The need for constructive post-conflict pathways is urgent in the current security environment in part because conditions have shifted so that wars appear endless, the terms for reconciliation have stalled, global development deficits persist, and simmering conflicts disproportionately afflict Africa and the Muslim world see Figure 3 for Regional Conflicts. The growing complexity of the global conflict landscape is also occurring against the backdrop of a demonstrated reluctance on the part of strong states and traditionally-law abiding members of the international community the United States, United Kingdom, Canada, EU members, among others to intervene in even limited or non-military ways in crises.

In short, the complexity of present conflict dynamics make such pathways and tools for successful post-conflict transition vital, and yet so scarce. Nowhere is this paradox of persistent conflict and few post-conflict tools more profoundly felt than in Muslim-majority states and communities.
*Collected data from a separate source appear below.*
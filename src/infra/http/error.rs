use axum::Json;
use axum::http::StatusCode;
use axum::response::{IntoResponse, Response};
use serde::Serialize;

use crate::application::error::{AppError, ErrorReport};
use crate::application::repos::RepoError;

#[derive(Debug, Serialize)]
pub struct ApiErrorBody {
    pub error: ApiErrorMessage,
}

pub mod codes {
    pub const NOT_FOUND: &str = "not_found";
    pub const UPSTREAM: &str = "upstream_error";
    pub const UPSTREAM_TIMEOUT: &str = "upstream_timeout";
    pub const INTERNAL: &str = "internal_error";
}

#[derive(Debug, Serialize)]
pub struct ApiErrorMessage {
    pub code: String,
    pub message: String,
}

/// JSON error for the content read routes.
#[derive(Debug)]
pub struct ApiError {
    status: StatusCode,
    code: &'static str,
    message: &'static str,
    report: ErrorReport,
}

impl ApiError {
    pub fn new(status: StatusCode, code: &'static str, message: &'static str) -> Self {
        Self {
            status,
            code,
            message,
            report: ErrorReport::from_message("infra::http::content", status, message),
        }
    }

    pub fn not_found() -> Self {
        Self::new(StatusCode::NOT_FOUND, codes::NOT_FOUND, "Document not found")
    }

    fn with_report(mut self, report: ErrorReport) -> Self {
        self.report = report;
        self
    }
}

impl From<AppError> for ApiError {
    fn from(error: AppError) -> Self {
        let (status, code, message) = match &error {
            AppError::UpstreamQuery(RepoError::Timeout) => (
                StatusCode::GATEWAY_TIMEOUT,
                codes::UPSTREAM_TIMEOUT,
                "Content store timed out",
            ),
            AppError::UpstreamQuery(_) => (
                StatusCode::BAD_GATEWAY,
                codes::UPSTREAM,
                "Content store request failed",
            ),
            _ => (
                StatusCode::INTERNAL_SERVER_ERROR,
                codes::INTERNAL,
                "Unexpected error occurred",
            ),
        };
        let report = ErrorReport::from_error("infra::http::content", status, &error);
        Self::new(status, code, message).with_report(report)
    }
}

impl IntoResponse for ApiError {
    fn into_response(self) -> Response {
        let body = ApiErrorBody {
            error: ApiErrorMessage {
                code: self.code.to_string(),
                message: self.message.to_string(),
            },
        };
        let mut response = (self.status, Json(body)).into_response();
        self.report.attach(&mut response);
        response
    }
}

#[cfg(test)]
mod tests {
    use super::*;

    #[test]
    fn upstream_failures_map_to_gateway_statuses() {
        let timeout = ApiError::from(AppError::UpstreamQuery(RepoError::Timeout));
        assert_eq!(timeout.status, StatusCode::GATEWAY_TIMEOUT);
        assert_eq!(timeout.code, codes::UPSTREAM_TIMEOUT);

        let status = ApiError::from(AppError::UpstreamQuery(RepoError::Status {
            status: 503,
            message: "unavailable".to_string(),
        }));
        assert_eq!(status.status, StatusCode::BAD_GATEWAY);
        assert_eq!(status.code, codes::UPSTREAM);
        assert_eq!(status.report.status, StatusCode::BAD_GATEWAY);
    }

    #[test]
    fn other_errors_are_internal() {
        let err = ApiError::from(AppError::unexpected("boom"));
        assert_eq!(err.status, StatusCode::INTERNAL_SERVER_ERROR);
        assert_eq!(err.code, codes::INTERNAL);
        assert!(err.report.messages[0].contains("boom"));
    }

    #[test]
    fn not_found_body_carries_code() {
        let response = ApiError::not_found().into_response();
        assert_eq!(response.status(), StatusCode::NOT_FOUND);
        assert!(response.extensions().get::<ErrorReport>().is_some());
    }
}
//! Geographer: turns Sanity content webhooks into cache-tag invalidations
//! and serves the tag-addressable content cache those tags index.

pub mod application;
pub mod cache;
pub mod config;
pub mod domain;
pub mod infra;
As scholars note, complex conflicts are occurring across the diverse Muslim world, especially in the Middle East, Africa, South and Central Asia, in ways disproportionately impacting civilians, displaced persons, and youth populations See Figure 3 for Total Conflicts by Region, — One serious indicator of the need for post-conflict tools in light of complex conflict is evident in the spate of resurgent conflicts in post-Arab Spring states and, more pointedly, in the failure of revolutionary aspirations to translate into stable and inclusive governance.

There are, no doubt, longstanding structural factors at work in these governance and conflict dynamics, outlined in successive UN development reports. Yet, despite the serious impact on stability, security, and development from these combined factors, too little research has probed problems of post-conflict resources for Muslim and Arab communities.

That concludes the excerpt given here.